What is expected = Word for word, restate the lines of the material below from its first line through the one containing "or its hash.". Omit the rest.

****

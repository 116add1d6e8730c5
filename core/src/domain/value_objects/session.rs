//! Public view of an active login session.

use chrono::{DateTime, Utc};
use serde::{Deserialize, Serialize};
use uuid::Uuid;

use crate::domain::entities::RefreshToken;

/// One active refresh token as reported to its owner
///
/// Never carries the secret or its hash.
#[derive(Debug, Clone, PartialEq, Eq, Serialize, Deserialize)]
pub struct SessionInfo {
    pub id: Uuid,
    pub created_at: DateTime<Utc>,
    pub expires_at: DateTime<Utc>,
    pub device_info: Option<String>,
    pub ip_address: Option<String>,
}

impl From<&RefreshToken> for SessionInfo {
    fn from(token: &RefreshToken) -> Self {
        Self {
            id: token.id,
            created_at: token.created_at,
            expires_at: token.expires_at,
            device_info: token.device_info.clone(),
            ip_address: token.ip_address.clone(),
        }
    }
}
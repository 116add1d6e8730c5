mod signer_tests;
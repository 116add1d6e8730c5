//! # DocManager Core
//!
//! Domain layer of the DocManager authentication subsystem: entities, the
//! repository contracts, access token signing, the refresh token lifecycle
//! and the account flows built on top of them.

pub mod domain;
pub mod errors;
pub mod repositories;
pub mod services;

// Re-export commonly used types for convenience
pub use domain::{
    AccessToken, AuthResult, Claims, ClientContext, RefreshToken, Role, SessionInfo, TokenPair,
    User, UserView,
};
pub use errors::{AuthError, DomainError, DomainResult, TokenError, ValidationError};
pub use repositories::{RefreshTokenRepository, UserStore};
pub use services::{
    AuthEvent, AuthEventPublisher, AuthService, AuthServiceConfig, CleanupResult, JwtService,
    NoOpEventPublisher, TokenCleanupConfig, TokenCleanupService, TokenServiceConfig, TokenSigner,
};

****

Response to this exercise =
repository 116add1d6e8730c5
filename core/src/domain/value_objects/session.rs
//! Public view of an active login session.

use chrono::{DateTime, Utc};
use serde::{Deserialize, Serialize};
use uuid::Uuid;

use crate::domain::entities::RefreshToken;

/// One active refresh token as reported to its owner
///
/// Never carries the secret or its hash.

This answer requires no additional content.